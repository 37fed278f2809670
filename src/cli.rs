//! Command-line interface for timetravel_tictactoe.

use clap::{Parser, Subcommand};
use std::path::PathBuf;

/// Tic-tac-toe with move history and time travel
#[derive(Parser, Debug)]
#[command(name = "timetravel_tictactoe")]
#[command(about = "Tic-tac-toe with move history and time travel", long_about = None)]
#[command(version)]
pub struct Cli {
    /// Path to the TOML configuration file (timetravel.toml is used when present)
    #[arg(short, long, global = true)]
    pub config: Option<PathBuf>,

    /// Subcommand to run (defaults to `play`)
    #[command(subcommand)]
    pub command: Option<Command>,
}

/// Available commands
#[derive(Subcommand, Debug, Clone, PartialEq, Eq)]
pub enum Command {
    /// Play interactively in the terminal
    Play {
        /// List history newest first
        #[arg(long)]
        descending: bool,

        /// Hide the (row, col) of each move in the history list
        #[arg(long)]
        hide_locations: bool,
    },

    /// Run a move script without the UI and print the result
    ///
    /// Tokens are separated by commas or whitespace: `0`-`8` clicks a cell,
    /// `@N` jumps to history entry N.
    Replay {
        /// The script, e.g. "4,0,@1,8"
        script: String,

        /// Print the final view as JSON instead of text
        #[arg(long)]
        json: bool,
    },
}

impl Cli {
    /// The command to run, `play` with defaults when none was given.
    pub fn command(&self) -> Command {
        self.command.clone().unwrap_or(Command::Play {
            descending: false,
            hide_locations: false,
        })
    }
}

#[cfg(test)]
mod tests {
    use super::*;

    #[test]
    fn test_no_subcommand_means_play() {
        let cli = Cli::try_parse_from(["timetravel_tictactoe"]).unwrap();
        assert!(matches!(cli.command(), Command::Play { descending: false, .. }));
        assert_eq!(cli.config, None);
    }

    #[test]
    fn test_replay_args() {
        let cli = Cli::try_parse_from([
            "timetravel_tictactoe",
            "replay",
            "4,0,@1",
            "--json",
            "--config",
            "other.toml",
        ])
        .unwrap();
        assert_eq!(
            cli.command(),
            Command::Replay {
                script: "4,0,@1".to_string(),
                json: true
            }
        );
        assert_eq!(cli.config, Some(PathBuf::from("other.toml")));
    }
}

++++++

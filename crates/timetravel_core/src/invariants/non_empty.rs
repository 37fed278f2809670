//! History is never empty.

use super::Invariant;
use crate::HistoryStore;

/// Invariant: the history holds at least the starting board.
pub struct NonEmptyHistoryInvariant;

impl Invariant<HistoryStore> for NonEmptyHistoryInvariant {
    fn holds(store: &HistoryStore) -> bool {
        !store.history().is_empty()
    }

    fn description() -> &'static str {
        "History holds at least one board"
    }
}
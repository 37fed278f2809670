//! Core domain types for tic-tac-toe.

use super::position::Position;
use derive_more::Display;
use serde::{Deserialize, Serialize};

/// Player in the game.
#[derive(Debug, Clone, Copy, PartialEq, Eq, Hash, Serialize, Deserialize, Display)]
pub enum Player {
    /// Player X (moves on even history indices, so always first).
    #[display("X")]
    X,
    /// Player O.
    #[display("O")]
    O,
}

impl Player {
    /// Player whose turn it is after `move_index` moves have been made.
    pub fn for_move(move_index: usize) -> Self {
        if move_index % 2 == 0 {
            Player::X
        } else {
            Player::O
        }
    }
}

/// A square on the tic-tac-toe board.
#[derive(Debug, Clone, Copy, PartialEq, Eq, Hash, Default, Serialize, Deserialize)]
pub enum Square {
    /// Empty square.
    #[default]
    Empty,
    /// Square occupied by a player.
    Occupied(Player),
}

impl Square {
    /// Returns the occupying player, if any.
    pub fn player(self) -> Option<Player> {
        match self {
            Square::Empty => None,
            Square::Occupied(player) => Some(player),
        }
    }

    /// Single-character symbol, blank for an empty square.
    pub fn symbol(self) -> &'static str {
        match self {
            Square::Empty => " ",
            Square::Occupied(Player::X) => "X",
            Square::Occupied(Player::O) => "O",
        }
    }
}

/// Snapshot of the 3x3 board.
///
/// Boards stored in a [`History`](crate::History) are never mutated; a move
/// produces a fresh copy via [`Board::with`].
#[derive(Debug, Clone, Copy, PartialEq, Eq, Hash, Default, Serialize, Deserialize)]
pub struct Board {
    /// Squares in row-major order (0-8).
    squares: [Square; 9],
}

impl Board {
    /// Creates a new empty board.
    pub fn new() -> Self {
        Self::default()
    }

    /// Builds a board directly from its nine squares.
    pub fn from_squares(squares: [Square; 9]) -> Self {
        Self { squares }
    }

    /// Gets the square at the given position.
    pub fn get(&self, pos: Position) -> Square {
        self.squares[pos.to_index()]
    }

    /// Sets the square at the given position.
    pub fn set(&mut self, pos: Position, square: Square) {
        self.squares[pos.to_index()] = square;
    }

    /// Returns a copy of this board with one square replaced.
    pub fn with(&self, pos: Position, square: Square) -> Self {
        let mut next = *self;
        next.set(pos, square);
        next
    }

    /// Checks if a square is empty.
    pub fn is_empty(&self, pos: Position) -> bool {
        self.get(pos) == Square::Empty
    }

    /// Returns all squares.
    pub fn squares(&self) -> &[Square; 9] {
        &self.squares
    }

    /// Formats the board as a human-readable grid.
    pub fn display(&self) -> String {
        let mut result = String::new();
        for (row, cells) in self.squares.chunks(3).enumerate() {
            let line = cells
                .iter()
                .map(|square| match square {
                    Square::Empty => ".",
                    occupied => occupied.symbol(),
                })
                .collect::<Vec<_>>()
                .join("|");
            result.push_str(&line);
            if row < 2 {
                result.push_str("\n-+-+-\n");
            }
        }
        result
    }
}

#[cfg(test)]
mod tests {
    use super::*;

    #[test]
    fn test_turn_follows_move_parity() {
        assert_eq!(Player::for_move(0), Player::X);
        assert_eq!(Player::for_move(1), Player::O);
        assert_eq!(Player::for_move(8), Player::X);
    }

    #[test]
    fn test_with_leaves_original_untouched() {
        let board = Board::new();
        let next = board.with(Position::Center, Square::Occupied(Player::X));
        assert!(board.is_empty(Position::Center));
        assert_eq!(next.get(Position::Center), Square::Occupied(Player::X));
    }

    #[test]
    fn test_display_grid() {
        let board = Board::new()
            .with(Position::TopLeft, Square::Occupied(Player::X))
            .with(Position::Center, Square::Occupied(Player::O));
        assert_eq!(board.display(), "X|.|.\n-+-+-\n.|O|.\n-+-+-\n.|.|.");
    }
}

++++++

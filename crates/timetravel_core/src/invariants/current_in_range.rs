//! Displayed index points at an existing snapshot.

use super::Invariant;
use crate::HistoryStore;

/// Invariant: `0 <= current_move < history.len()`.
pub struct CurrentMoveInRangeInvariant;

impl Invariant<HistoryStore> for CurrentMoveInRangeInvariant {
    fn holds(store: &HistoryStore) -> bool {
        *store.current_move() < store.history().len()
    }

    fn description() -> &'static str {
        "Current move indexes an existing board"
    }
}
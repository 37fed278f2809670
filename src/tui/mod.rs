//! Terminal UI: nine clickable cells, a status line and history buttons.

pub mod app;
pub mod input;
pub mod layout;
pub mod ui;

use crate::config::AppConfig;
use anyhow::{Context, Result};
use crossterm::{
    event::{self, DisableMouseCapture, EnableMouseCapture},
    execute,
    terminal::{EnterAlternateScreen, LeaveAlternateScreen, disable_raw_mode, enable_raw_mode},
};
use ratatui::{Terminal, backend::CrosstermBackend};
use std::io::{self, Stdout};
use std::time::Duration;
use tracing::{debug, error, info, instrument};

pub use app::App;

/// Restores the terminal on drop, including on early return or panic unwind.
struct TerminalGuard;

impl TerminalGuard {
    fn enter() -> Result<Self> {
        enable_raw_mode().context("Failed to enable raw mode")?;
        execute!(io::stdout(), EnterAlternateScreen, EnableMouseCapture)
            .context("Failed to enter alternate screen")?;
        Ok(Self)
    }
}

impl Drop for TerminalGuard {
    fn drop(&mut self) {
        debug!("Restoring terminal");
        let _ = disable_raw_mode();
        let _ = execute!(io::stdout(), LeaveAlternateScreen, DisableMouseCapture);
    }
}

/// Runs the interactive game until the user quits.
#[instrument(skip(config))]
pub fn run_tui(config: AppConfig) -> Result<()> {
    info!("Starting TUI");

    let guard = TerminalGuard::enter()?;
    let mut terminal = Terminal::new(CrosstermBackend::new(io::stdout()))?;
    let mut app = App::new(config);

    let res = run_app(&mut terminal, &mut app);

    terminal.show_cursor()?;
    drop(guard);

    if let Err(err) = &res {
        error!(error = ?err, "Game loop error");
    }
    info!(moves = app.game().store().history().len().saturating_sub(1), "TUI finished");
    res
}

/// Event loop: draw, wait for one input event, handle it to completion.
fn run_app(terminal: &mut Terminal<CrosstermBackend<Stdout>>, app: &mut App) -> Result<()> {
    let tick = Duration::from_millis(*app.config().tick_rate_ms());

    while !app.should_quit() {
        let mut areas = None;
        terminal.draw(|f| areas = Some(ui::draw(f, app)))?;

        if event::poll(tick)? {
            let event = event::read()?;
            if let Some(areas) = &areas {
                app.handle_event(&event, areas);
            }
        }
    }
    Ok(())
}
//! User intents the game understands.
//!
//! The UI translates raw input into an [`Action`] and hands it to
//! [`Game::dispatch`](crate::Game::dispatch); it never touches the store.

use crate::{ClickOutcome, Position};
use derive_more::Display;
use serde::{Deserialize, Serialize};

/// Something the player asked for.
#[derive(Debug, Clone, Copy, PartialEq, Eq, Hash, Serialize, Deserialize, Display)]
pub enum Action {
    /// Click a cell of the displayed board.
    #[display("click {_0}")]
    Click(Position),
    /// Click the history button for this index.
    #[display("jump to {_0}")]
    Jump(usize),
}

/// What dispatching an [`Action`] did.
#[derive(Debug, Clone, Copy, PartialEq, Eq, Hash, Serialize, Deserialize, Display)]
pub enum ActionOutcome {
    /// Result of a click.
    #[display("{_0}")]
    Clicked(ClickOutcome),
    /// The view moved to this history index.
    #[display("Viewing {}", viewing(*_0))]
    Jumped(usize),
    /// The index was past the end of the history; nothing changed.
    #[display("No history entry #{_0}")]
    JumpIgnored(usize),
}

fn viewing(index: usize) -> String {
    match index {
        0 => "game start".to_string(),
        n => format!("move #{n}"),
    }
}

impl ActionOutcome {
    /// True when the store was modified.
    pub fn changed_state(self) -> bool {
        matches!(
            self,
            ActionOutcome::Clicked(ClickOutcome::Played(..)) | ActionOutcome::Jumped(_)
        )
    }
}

++++++

What to produce
Check every line above for the word "descending" and copy those that have it.

Solution for this task
        descending: bool,
            descending: false,
        assert!(matches!(cli.command(), Command::Play { descending: false, .. }));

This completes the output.